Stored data

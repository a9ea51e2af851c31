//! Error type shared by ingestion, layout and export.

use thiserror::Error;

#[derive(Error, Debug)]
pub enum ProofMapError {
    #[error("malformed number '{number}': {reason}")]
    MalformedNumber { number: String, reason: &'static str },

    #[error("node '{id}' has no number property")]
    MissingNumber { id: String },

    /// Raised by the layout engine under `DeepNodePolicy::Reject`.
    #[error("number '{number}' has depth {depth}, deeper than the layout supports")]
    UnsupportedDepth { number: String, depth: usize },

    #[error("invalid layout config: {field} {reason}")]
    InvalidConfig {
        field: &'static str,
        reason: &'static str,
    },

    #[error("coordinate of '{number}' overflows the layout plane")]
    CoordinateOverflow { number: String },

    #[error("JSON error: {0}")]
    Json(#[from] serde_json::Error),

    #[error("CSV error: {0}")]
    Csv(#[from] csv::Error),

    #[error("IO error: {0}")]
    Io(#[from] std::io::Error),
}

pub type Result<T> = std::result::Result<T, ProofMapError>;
---
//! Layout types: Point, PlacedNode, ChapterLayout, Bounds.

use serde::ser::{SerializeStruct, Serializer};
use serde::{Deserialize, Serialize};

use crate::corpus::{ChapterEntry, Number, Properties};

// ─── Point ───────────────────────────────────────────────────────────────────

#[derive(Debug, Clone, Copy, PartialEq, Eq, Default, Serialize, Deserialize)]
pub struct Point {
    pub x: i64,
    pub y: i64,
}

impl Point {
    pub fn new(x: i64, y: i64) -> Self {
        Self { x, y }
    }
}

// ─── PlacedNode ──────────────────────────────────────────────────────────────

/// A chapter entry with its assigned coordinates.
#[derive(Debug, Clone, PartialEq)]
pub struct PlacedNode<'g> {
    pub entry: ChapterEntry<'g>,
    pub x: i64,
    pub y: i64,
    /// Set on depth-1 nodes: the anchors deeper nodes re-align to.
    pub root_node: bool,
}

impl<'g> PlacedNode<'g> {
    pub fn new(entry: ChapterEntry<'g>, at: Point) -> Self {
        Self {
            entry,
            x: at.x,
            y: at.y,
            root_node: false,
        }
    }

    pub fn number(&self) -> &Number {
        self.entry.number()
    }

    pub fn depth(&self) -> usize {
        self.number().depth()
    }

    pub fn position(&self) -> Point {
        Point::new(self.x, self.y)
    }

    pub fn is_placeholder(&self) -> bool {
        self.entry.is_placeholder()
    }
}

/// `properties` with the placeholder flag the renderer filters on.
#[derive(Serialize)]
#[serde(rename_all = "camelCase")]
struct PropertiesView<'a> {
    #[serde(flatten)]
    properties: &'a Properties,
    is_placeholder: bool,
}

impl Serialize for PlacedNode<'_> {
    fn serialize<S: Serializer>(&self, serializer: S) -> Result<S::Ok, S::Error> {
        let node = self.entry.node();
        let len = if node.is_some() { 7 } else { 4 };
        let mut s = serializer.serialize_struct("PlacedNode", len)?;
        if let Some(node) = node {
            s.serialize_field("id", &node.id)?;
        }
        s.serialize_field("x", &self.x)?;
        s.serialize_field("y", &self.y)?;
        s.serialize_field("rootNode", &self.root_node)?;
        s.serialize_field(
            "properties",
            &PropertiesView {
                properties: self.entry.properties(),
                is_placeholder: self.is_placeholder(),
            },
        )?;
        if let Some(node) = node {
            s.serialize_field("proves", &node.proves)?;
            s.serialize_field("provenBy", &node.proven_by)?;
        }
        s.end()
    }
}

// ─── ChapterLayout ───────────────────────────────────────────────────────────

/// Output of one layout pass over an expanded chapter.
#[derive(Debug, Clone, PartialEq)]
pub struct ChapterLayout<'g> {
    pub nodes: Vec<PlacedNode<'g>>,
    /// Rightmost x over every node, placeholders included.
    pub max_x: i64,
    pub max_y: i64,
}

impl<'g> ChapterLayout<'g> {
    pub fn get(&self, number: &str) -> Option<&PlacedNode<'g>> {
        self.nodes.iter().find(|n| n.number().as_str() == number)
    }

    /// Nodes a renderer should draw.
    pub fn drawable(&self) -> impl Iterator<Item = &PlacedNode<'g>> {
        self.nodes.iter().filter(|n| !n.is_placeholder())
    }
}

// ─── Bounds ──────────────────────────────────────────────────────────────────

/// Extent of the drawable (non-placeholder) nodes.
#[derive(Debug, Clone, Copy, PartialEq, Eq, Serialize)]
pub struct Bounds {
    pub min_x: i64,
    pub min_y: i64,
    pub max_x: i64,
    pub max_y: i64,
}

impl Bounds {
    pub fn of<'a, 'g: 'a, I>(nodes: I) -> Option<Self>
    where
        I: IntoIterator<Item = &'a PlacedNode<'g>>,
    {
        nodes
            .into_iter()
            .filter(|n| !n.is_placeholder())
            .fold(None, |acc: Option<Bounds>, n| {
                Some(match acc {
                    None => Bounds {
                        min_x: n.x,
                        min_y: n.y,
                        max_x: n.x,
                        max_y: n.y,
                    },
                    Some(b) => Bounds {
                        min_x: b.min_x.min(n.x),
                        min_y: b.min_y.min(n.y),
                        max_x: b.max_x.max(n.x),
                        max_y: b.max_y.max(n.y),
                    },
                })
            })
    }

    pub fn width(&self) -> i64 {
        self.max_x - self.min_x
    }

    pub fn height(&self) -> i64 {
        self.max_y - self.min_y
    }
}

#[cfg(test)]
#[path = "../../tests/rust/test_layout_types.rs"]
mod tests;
* * *
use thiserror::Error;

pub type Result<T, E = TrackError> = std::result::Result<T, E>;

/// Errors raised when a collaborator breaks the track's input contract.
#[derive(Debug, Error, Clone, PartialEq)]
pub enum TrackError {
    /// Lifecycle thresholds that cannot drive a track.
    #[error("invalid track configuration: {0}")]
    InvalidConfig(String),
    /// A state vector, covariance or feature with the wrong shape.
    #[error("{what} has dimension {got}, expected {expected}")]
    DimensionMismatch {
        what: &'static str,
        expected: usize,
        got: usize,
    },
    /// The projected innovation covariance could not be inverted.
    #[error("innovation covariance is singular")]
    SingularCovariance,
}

**Your assignment:** Whenever a line above includes "ChapterLayout", copy it in full.

**Response to this task:**
//! Layout types: Point, PlacedNode, ChapterLayout, Bounds.
// ─── ChapterLayout ───────────────────────────────────────────────────────────
pub struct ChapterLayout<'g> {
impl<'g> ChapterLayout<'g> {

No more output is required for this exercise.